• TASK TO COMPLETE
Copy each line of the entries that contains the word "BackendConfig".

• DATA UNDER STUDY
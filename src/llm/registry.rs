//! 后端注册表持久化
//!
//! 文件记录每个后端的启用状态、优先级、基础分与统计；启动时按名称覆盖配置中的后端。

use std::path::Path;

use serde::{Deserialize, Serialize};

use super::router::{BackendConfig, BackendStats};
use crate::config::BackendSection;
use crate::core::DaemonError;
use crate::memory::JsonFile;

/// 注册表中的一条记录
#[derive(Debug, Clone, PartialEq, Serialize, Deserialize)]
pub struct RegistryRecord {
    pub name: String,
    pub enabled: bool,
    pub priority: u32,
    pub performance_score: f64,
    #[serde(default)]
    pub success_count: u64,
    #[serde(default)]
    pub failure_count: u64,
    #[serde(default)]
    pub avg_response_time: f64,
}

impl RegistryRecord {
    pub fn from_parts(config: &BackendConfig, stats: &BackendStats) -> Self {
        Self {
            name: config.name.clone(),
            enabled: config.enabled,
            priority: config.priority,
            performance_score: stats.base_score,
            success_count: stats.success_count,
            failure_count: stats.failure_count,
            avg_response_time: stats.avg_response_time,
        }
    }
}

#[derive(Debug, Clone)]
pub struct BackendRegistry {
    file: JsonFile,
}

impl BackendRegistry {
    pub fn new(path: impl AsRef<Path>) -> Self {
        Self {
            file: JsonFile::new(path),
        }
    }

    /// 读取注册表；缺失或损坏时返回空列表
    pub fn load(&self) -> Vec<RegistryRecord> {
        match self.file.load::<Vec<RegistryRecord>>() {
            Ok(Some(records)) => records,
            Ok(None) => Vec::new(),
            Err(e) => {
                tracing::warn!(path = %self.file.path().display(), error = %e, "backend registry unreadable, using configured values");
                Vec::new()
            }
        }
    }

    pub fn save(&self, records: &[RegistryRecord]) -> Result<(), DaemonError> {
        self.file.save(records)
    }

    /// 在写锁内生成记录再写入，并发保存按顺序完成
    pub fn save_with<F>(&self, records: F) -> Result<(), DaemonError>
    where
        F: FnOnce() -> Vec<RegistryRecord>,
    {
        self.file.save_with(records)
    }
}

/// 由配置与注册表记录组装路由器条目
pub fn build_entries(
    sections: &[BackendSection],
    records: &[RegistryRecord],
) -> Vec<(BackendConfig, BackendStats)> {
    sections
        .iter()
        .map(|section| {
            let mut config = BackendConfig {
                name: section.name.clone(),
                description: section.description.clone(),
                endpoint: section.endpoint.trim_end_matches('/').to_string(),
                timeout_secs: section.timeout_secs,
                max_tokens: section.max_tokens,
                temperature: section.temperature,
                task_types: section.task_types.clone(),
                priority: section.priority,
                enabled: section.enabled,
            };
            let mut stats = BackendStats::with_prior(section.performance_score);
            if let Some(record) = records.iter().find(|r| r.name == section.name) {
                config.enabled = record.enabled;
                config.priority = record.priority;
                stats.base_score = record.performance_score;
                stats.success_count = record.success_count;
                stats.failure_count = record.failure_count;
                stats.avg_response_time = record.avg_response_time;
            }
            (config, stats)
        })
        .collect()
}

• SOLUTION FOR THIS TASK
use super::router::{BackendConfig, BackendStats};
    pub fn from_parts(config: &BackendConfig, stats: &BackendStats) -> Self {
) -> Vec<(BackendConfig, BackendStats)> {
            let mut config = BackendConfig {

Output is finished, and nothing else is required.